Раб великого султана

Год написания книги
2007
<< 1 ... 18 19 20 21 22 23 24 25 26 ... 36 >>
На страницу:
22 из 36
Настройки чтения
Размер шрифта
Высота строк
Поля

Антти привалился к холодной каменной стене; глядя на меня широко открытыми глазами, он в ужасе пробормотал:

– Ты хочешь сказать, что в пьяном угаре я так поколотил Амину, что она умерла? Даже пьяный до бесчувствия, я никогда не совершал насилия над женщинами, всегда терпеливо выслушивая их глупую болтовню.

Он раскачивался всем телом, держась за голову, и стонал:

– Нет, нет, это неправда! Никогда не поверю, что я способен на такое! Видимо, в меня вселился бес. Это он живет в запечатанных кувшинах с вином, и Пророк воистину прав, запрещая правоверным употреблять этот напиток шайтана!

Я сочувствовал Антти, понимал его страдания и раскаяние, поэтому пытался утешить брата, как мог.

– Нет, нет, ты ее и пальцем не тронул, – заверил я Антти. – Ее погубило совсем другое. Аллах покарал эту женщину за грехи. Но я думаю, что нам не стоит сейчас говорить об этом, надо щадить твои чувства. Одно лишь следует тебе знать: Амина была женщиной хитрой, она подло заманила тебя в ловушку. Вспомни: ведь это именно она каждый день угощала тебя вином, чтобы таким образом заставить тебя забыть о твоей врожденной стыдливости и отвратить от богоугодных дел.

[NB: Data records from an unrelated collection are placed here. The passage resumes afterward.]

//! Statement execution against raw connections.

use crate::error::{CoreError, CoreResult};
use crate::sql::Statement;
use relata_codec::{AttributeType, CodecRegistry, SqlValue, Value};
use relata_storage::{Connection, ResultSet};
use std::sync::Arc;
use tracing::{debug, trace};

/// Runs generated statements on a connection.
///
/// Implementations encode parameters, execute, and report driver failures
/// as [`CoreError::PersistenceIo`].
pub trait StatementExecutor: Send + Sync {
    /// Executes an INSERT, UPDATE or DELETE and returns the affected rows.
    fn execute_update(&self, conn: &mut dyn Connection, statement: &Statement) -> CoreResult<u64>;

    /// Executes an INSERT and returns the key the database generated.
    fn execute_insert(
        &self,
        conn: &mut dyn Connection,
        statement: &Statement,
    ) -> CoreResult<Option<Value>>;

    /// Executes a SELECT.
    fn execute_query(
        &self,
        conn: &mut dyn Connection,
        statement: &Statement,
    ) -> CoreResult<ResultSet>;

    /// Decodes one column value read back from the database.
    fn decode(&self, attribute_type: AttributeType, column: SqlValue) -> CoreResult<Value>;
}

/// [`StatementExecutor`] backed by a [`CodecRegistry`].
#[derive(Debug, Clone)]
pub struct SqlExecutor {
    codecs: Arc<CodecRegistry>,
    log_sql: bool,
}

impl SqlExecutor {
    /// Creates an executor using `codecs`.
    #[must_use]
    pub fn new(codecs: Arc<CodecRegistry>) -> Self {
        Self {
            codecs,
            log_sql: false,
        }
    }

    /// Logs every statement at debug level instead of trace.
    #[must_use]
    pub fn with_sql_logging(mut self, enabled: bool) -> Self {
        self.log_sql = enabled;
        self
    }

    /// The codec registry.
    #[must_use]
    pub fn codecs(&self) -> &Arc<CodecRegistry> {
        &self.codecs
    }

    fn prepare(&self, statement: &Statement) -> CoreResult<Vec<SqlValue>> {
        let params = self.codecs.encode_all(statement.parameters())?;
        if self.log_sql {
            debug!(sql = statement.sql(), params = params.len(), "executing statement");
        } else {
            trace!(sql = statement.sql(), params = params.len(), "executing statement");
        }
        Ok(params)
    }
}

fn generated_key(column: SqlValue) -> Option<Value> {
    match column {
        SqlValue::Null => None,
        SqlValue::Integer(n) => Some(Value::Integer(n)),
        SqlValue::Real(n) => Some(Value::Real(n)),
        SqlValue::Text(s) => Some(Value::Text(s)),
        SqlValue::Blob(b) => Some(Value::Bytes(b)),
    }
}

impl StatementExecutor for SqlExecutor {
    fn execute_update(&self, conn: &mut dyn Connection, statement: &Statement) -> CoreResult<u64> {
        let params = self.prepare(statement)?;
        conn.execute(statement.sql(), &params)
            .map_err(|e| CoreError::persistence_io(statement.sql(), e))
    }

    fn execute_insert(
        &self,
        conn: &mut dyn Connection,
        statement: &Statement,
    ) -> CoreResult<Option<Value>> {
        let params = self.prepare(statement)?;
        let key = conn
            .execute_returning_key(statement.sql(), &params)
            .map_err(|e| CoreError::persistence_io(statement.sql(), e))?;
        Ok(key.and_then(generated_key))
    }

    fn execute_query(
        &self,
        conn: &mut dyn Connection,
        statement: &Statement,
    ) -> CoreResult<ResultSet> {
        let params = self.prepare(statement)?;
        conn.query(statement.sql(), &params)
            .map_err(|e| CoreError::persistence_io(statement.sql(), e))
    }

    fn decode(&self, attribute_type: AttributeType, column: SqlValue) -> CoreResult<Value> {
        Ok(self.codecs.decode(attribute_type, column)?)
    }
}

#[cfg(test)]
mod tests {
    use super::*;
    use relata_storage::{ConnectionProvider, SqliteProvider};

    fn setup() -> (SqliteProvider, Box<dyn Connection>, SqlExecutor) {
        let provider = SqliteProvider::in_memory().unwrap();
        let mut conn = provider.acquire().unwrap();
        conn.execute_batch("CREATE TABLE t (id INTEGER PRIMARY KEY, flag INTEGER, name TEXT)")
            .unwrap();
        let executor = SqlExecutor::new(Arc::new(CodecRegistry::new()));
        (provider, conn, executor)
    }

    #[test]
    fn parameters_are_encoded() {
        let (_provider, mut conn, executor) = setup();
        let insert = Statement::new(
            "INSERT INTO t (id, flag, name) VALUES (?, ?, ?)",
            vec![Value::Integer(1), Value::Bool(true), Value::Null],
        );
        assert_eq!(executor.execute_update(conn.as_mut(), &insert).unwrap(), 1);

        let rows = executor
            .execute_query(
                conn.as_mut(),
                &Statement::new("SELECT flag, name FROM t WHERE id = ?", vec![Value::Integer(1)]),
            )
            .unwrap();
        let row = rows.row(0).unwrap();
        assert_eq!(row.get("flag"), Some(&SqlValue::Integer(1)));
        assert_eq!(row.get("name"), Some(&SqlValue::Null));
    }

    #[test]
    fn insert_reports_generated_key() {
        let (_provider, mut conn, executor) = setup();
        let insert = Statement::new("INSERT INTO t (name) VALUES (?)", vec!["a".into()]);
        assert_eq!(
            executor.execute_insert(conn.as_mut(), &insert).unwrap(),
            Some(Value::Integer(1))
        );
        assert_eq!(
            executor.execute_insert(conn.as_mut(), &insert).unwrap(),
            Some(Value::Integer(2))
        );
    }

    #[test]
    fn driver_failure_carries_sql() {
        let (_provider, mut conn, executor) = setup();
        let bad = Statement::new("UPDATE missing SET x = ?", vec![Value::Integer(1)]);
        match executor.execute_update(conn.as_mut(), &bad) {
            Err(CoreError::PersistenceIo { sql, .. }) => assert_eq!(sql, "UPDATE missing SET x = ?"),
            other => panic!("expected PersistenceIo, got {other:?}"),
        }
    }

    #[test]
    fn decode_uses_codecs() {
        let executor = SqlExecutor::new(Arc::new(CodecRegistry::new()));
        assert_eq!(
            executor
                .decode(AttributeType::Bool, SqlValue::Integer(0))
                .unwrap(),
            Value::Bool(false)
        );
    }
}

Антти с облегчением вздохнул, вытер слезы, струившиеся по щекам, и грустно произнес:

– Значит, я – вдовец, несчастный горемыка. Мне жаль ее, ибо она была женщиной в расцвете лет, верной женой и нежной матерью, хотя и вела себя весьма распутно – да простит мне Аллах эти слова, ибо негоже плохо говорить про мертвых. В общем, я надеюсь, что и ты, и другие добрые люди разделят мою скорбь и не будут слишком осуждать меня за то, что я пытался утопить свои горести в вине, из-за чего и наделал массу глупостей.

Он смотрел на нас с надеждой, но Абу эль-Касим, вздохнув, ответил:

– Ах, раб мой, Антар! В пьяном виде ты убил агу султана Селима и сорвал с него тюрбан. Защищайся, если сумеешь, говори сейчас все, что может оправдать тебя, – в противном случае мы отведем тебя к кади[30 - Кади (араб.) – судья, рассматривающий дела на основе мусульманского права.] и вскоре тебя повесят, четвертуют, сожгут на костре и бросят на съедение собакам.

Антти умоляюще поднял вверх руку и тихо сказал:

– Делайте со мной, что хотите. Я заслужил самое жестокое наказание, и мне станет легче, если палач отрубит мне голову – она у меня раскалывается от боли. Однако наказать меня следовало значительно раньше – как только я выпил первый глоток вина, которое поднесла мне Амина. Так было бы правильнее. Все, что со мной потом случилось, – лишь следствие этого глотка. Я прекрасно помню, как убил агу, но ведь никто больше не пострадал, а то, что произошло между нами, я с чистой совестью могу назвать простой ссорой. Такие стычки нередки среди солдат. Поэтому я не боюсь предстать перед кади, ибо позор грозит ему, а не мне, если за обычную ссору он накажет меня розгами.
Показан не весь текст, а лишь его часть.